Bank employees in Calcutta have showed yet again how to make a strike successful at a time when most political parties have veered away from enforcing shutdowns to make a point.

Picketing outside every branch, non-cooperation from guards at the branches and the ATMs and a threat to damage ATMs forced the management to suspend operations at the branches and shut down the cash dispensers on Thursday.

“The ATM was open till 8am but then some strikers came and asked me to down the shutters. They said if I refused, they would close the ATM themselves. I called up my seniors who asked me to shut down operations immediately,” said a guard at an ATM of a private bank in New Alipore.

Thursday’s strike was part of a nationwide relay strike by bank employees over wages for the second time in less than a month. Bengal had witnessed a bank strike on November 12.

The zone-wise relay strike by the United Forum of Bank Unions started on Tuesday in the southern zone. Besides Bengal, Thursday’s strike covered Bihar, Jharkhand, Odisha, the Northeast and the Andaman and Nicobar Islands.
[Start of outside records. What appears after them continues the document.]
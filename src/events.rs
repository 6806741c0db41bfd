use serde::Serialize;
use tokio::sync::broadcast;

use crate::media::{NegotiationState, RemoteStream};
use crate::models::{ChatMessage, PeerRecord, Reaction};
use crate::signaling::TransportState;

/// Session events for UI layers and the control API's websocket stream.
#[derive(Debug, Clone, Serialize)]
#[serde(tag = "type", content = "data")]
pub enum SessionEvent {
    TransportStateChanged { state: TransportState },
    /// A peer announced itself for the first time.
    PeerJoined(PeerRecord),
    PeerUpdated(PeerRecord),
    PeerLeft { peer_id: String },
    RemoteStreamAttached { peer_id: String, stream: RemoteStream },
    ConnectionStateChanged { peer_id: String, state: NegotiationState },
    ChatReceived(ChatMessage),
    ReactionReceived(Reaction),
    ReactionExpired { reaction_id: String },
    Left,
}

pub type EventSender = broadcast::Sender<SessionEvent>;
pub type EventReceiver = broadcast::Receiver<SessionEvent>;

pub fn create_event_bus() -> (EventSender, EventReceiver) {
    broadcast::channel(256)
}
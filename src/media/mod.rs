pub mod connection;
pub mod loopback;
pub mod peer;
pub mod rtc;

use std::fmt;
use std::sync::Arc;

use serde::Serialize;
use webrtc::api::media_engine::{MIME_TYPE_OPUS, MIME_TYPE_VP8};
use webrtc::rtp_transceiver::rtp_codec::RTCRtpCodecCapability;
use webrtc::track::track_local::track_local_static_sample::TrackLocalStaticSample;
use webrtc::track::track_local::TrackLocal;
use webrtc::track::track_remote::TrackRemote;

pub use connection::{ConnectionEvent, ConnectionFactory, LinkState, MediaConnection};
pub use loopback::{LoopbackConnection, LoopbackFactory};
pub use peer::{NegotiationState, PeerManager, PeerRole, PeerSnapshot};
pub use rtc::RtcConnectionFactory;

#[derive(Debug, Clone, Copy, PartialEq, Eq, Hash, Serialize)]
#[serde(rename_all = "lowercase")]
pub enum TrackKind {
    Audio,
    Video,
}

/// Where an outgoing track comes from. Camera and screen share the video sender.
#[derive(Debug, Clone, Copy, PartialEq, Eq, Hash, Serialize)]
#[serde(rename_all = "lowercase")]
pub enum TrackSource {
    Microphone,
    Camera,
    Screen,
}

impl TrackSource {
    pub fn kind(self) -> TrackKind {
        match self {
            TrackSource::Microphone => TrackKind::Audio,
            TrackSource::Camera | TrackSource::Screen => TrackKind::Video,
        }
    }
}

/// Opaque handle to an outgoing track owned by the capture layer.
#[derive(Clone)]
pub struct LocalTrack {
    source: TrackSource,
    inner: Arc<dyn TrackLocal + Send + Sync>,
}

impl LocalTrack {
    pub fn new(source: TrackSource, inner: Arc<dyn TrackLocal + Send + Sync>) -> Self {
        Self { source, inner }
    }

    /// Opus sample track, as produced by a microphone capture.
    pub fn microphone(stream_id: &str) -> Self {
        Self::sample(TrackSource::Microphone, stream_id, RTCRtpCodecCapability {
            mime_type: MIME_TYPE_OPUS.to_string(),
            clock_rate: 48000,
            channels: 1,
            sdp_fmtp_line: "minptime=10;useinbandfec=1".to_string(),
            rtcp_feedback: vec![],
        })
    }

    pub fn camera(stream_id: &str) -> Self {
        Self::sample(TrackSource::Camera, stream_id, vp8())
    }

    pub fn screen(stream_id: &str) -> Self {
        Self::sample(TrackSource::Screen, stream_id, vp8())
    }

    fn sample(source: TrackSource, stream_id: &str, codec: RTCRtpCodecCapability) -> Self {
        let label = match source {
            TrackSource::Microphone => "audio",
            TrackSource::Camera => "camera",
            TrackSource::Screen => "screen",
        };
        let track_id = format!("{}-{}", label, uuid::Uuid::new_v4().simple());
        let track = TrackLocalStaticSample::new(codec, track_id, stream_id.to_string());
        Self::new(source, Arc::new(track))
    }

    pub fn id(&self) -> &str {
        self.inner.id()
    }

    pub fn stream_id(&self) -> &str {
        self.inner.stream_id()
    }

    pub fn source(&self) -> TrackSource {
        self.source
    }

    pub fn kind(&self) -> TrackKind {
        self.source.kind()
    }

    pub fn inner(&self) -> Arc<dyn TrackLocal + Send + Sync> {
        self.inner.clone()
    }
}

impl fmt::Debug for LocalTrack {
    fn fmt(&self, f: &mut fmt::Formatter<'_>) -> fmt::Result {
        f.debug_struct("LocalTrack")
            .field("source", &self.source)
            .field("id", &self.id())
            .finish()
    }
}

fn vp8() -> RTCRtpCodecCapability {
    RTCRtpCodecCapability {
        mime_type: MIME_TYPE_VP8.to_string(),
        clock_rate: 90000,
        channels: 0,
        sdp_fmtp_line: String::new(),
        rtcp_feedback: vec![],
    }
}

/// The tracks the capture layer hands to a session at start.
#[derive(Debug, Clone)]
pub struct LocalMedia {
    pub microphone: Option<LocalTrack>,
    pub camera: LocalTrack,
}

impl LocalMedia {
    /// Silent microphone plus a blank camera; used by headless participants.
    pub fn synthetic(stream_id: &str) -> Self {
        Self {
            microphone: Some(LocalTrack::microphone(stream_id)),
            camera: LocalTrack::camera(stream_id),
        }
    }
}

/// Media received from one remote participant.
#[derive(Debug, Clone, Serialize)]
#[serde(rename_all = "camelCase")]
pub struct RemoteStream {
    pub stream_id: String,
    pub tracks: Vec<RemoteTrack>,
}

#[derive(Clone, Serialize)]
pub struct RemoteTrack {
    pub id: String,
    pub kind: TrackKind,
    #[serde(skip)]
    pub handle: Option<Arc<TrackRemote>>,
}

impl fmt::Debug for RemoteTrack {
    fn fmt(&self, f: &mut fmt::Formatter<'_>) -> fmt::Result {
        f.debug_struct("RemoteTrack")
            .field("id", &self.id)
            .field("kind", &self.kind)
            .field("live", &self.handle.is_some())
            .finish()
    }
}
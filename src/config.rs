//! Runtime configuration for the relay and for a headless participant.

use std::net::{IpAddr, Ipv4Addr, SocketAddr};
use std::time::Duration;

use serde::{Deserialize, Serialize};

use crate::error::{Error, Result};
use crate::models::Identity;

pub const DEFAULT_RELAY_PORT: u16 = 3001;
pub const DEFAULT_RECONNECT_DELAY_MS: u64 = 3000;
pub const DEFAULT_REACTION_TTL_MS: u64 = 3000;
pub const DEFAULT_STUN_SERVER: &str = "stun:stun.l.google.com:19302";

#[derive(Debug, Clone, Serialize, Deserialize)]
pub struct RelayConfig {
    pub host: IpAddr,
    pub port: u16,
}

impl RelayConfig {
    pub fn addr(&self) -> SocketAddr {
        SocketAddr::new(self.host, self.port)
    }
}

impl Default for RelayConfig {
    fn default() -> Self {
        Self {
            host: IpAddr::V4(Ipv4Addr::UNSPECIFIED),
            port: DEFAULT_RELAY_PORT,
        }
    }
}

#[derive(Debug, Clone, Serialize, Deserialize)]
pub struct TransportConfig {
    /// `ws://` or `wss://` address of the relay.
    pub url: String,
    pub room_id: String,
    pub reconnect_delay_ms: u64,
}

impl TransportConfig {
    pub fn new(url: impl Into<String>, room_id: impl Into<String>) -> Self {
        Self {
            url: url.into(),
            room_id: room_id.into(),
            reconnect_delay_ms: DEFAULT_RECONNECT_DELAY_MS,
        }
    }

    pub fn reconnect_delay(&self) -> Duration {
        Duration::from_millis(self.reconnect_delay_ms)
    }

    pub fn validate(&self) -> Result<()> {
        if !(self.url.starts_with("ws://") || self.url.starts_with("wss://")) {
            return Err(Error::Config(format!(
                "relay url must start with ws:// or wss://, got {}",
                self.url
            )));
        }
        if self.room_id.trim().is_empty() {
            return Err(Error::Config("room id must not be empty".to_string()));
        }
        Ok(())
    }
}

#[derive(Debug, Clone, Serialize, Deserialize)]
pub struct PeerConfig {
    /// STUN/TURN urls handed to every peer connection.
    pub ice_servers: Vec<String>,
}

impl PeerConfig {
    pub fn validate(&self) -> Result<()> {
        for url in &self.ice_servers {
            if !["stun:", "turn:", "turns:"].iter().any(|p| url.starts_with(p)) {
                return Err(Error::Config(format!("unsupported ICE server url: {}", url)));
            }
        }
        Ok(())
    }
}

impl Default for PeerConfig {
    fn default() -> Self {
        Self {
            ice_servers: vec![DEFAULT_STUN_SERVER.to_string()],
        }
    }
}

#[derive(Debug, Clone, Serialize, Deserialize)]
pub struct SessionConfig {
    pub room_id: String,
    pub identity: Identity,
    pub reaction_ttl_ms: u64,
}

impl SessionConfig {
    pub fn new(room_id: impl Into<String>, identity: Identity) -> Self {
        Self {
            room_id: room_id.into(),
            identity,
            reaction_ttl_ms: DEFAULT_REACTION_TTL_MS,
        }
    }

    pub fn reaction_ttl(&self) -> Duration {
        Duration::from_millis(self.reaction_ttl_ms)
    }
}

/// Everything `meshtalk join` needs.
#[derive(Debug, Clone, Serialize, Deserialize)]
pub struct ClientConfig {
    pub transport: TransportConfig,
    pub peer: PeerConfig,
    pub session: SessionConfig,
    /// Port of the local control API; `None` disables it.
    pub api_port: Option<u16>,
}

impl ClientConfig {
    pub fn validate(&self) -> Result<()> {
        self.transport.validate()?;
        self.peer.validate()?;
        if self.session.room_id != self.transport.room_id {
            return Err(Error::Config("session and transport room ids differ".to_string()));
        }
        Ok(())
    }
}

#[cfg(test)]
mod tests {
    use super::*;

    #[test]
    fn test_defaults() {
        let relay = RelayConfig::default();
        assert_eq!(relay.port, 3001);
        assert_eq!(relay.addr().to_string(), "0.0.0.0:3001");

        let transport = TransportConfig::new("ws://localhost:3001", "standup");
        assert_eq!(transport.reconnect_delay(), Duration::from_secs(3));
        assert!(transport.validate().is_ok());
        assert!(PeerConfig::default().validate().is_ok());
    }

    #[test]
    fn test_rejects_bad_values() {
        assert!(TransportConfig::new("http://localhost:3001", "r").validate().is_err());
        assert!(TransportConfig::new("ws://localhost:3001", "  ").validate().is_err());

        let peer = PeerConfig {
            ice_servers: vec!["stun:ok".to_string(), "https://nope".to_string()],
        };
        assert!(matches!(peer.validate(), Err(Error::Config(_))));
    }
}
Sources, however, said the strike was most successful in Bengal. In the other states the ATMs functioned till they ran out of money. In Bengal, most of the ATMs did not function at all.

“The strike is usually more prominent in the east than in the other zones. In Mumbai, for instance, there is usually no picketing outside branches and ATMs during a strike,” said a senior executive of a private bank.

The last time the city witnessed a bandh was in February 2013, called by Left labour wings over a range of issues, including rise in petrol and diesel prices, FDI in retail and inflation. In most sectors the two-day strike was reduced to a one-day affair, but the banks in the state remained shut on both days.

“What can we do when there is picketing outside the branches? The employees were supposed to turn up but few did fearing trouble,” said a banker.

New Alipore resident Anirban Chowdhury, who runs a shop in Tollygunge, had a tough time. “I needed Rs 20,000 to pay one of my distributors. I forgot to carry enough cash from home and landed in big trouble as all ATMs were closed. I had to request the distributor to supply on credit for the day and take the payment tomorrow,” said Chowdhury.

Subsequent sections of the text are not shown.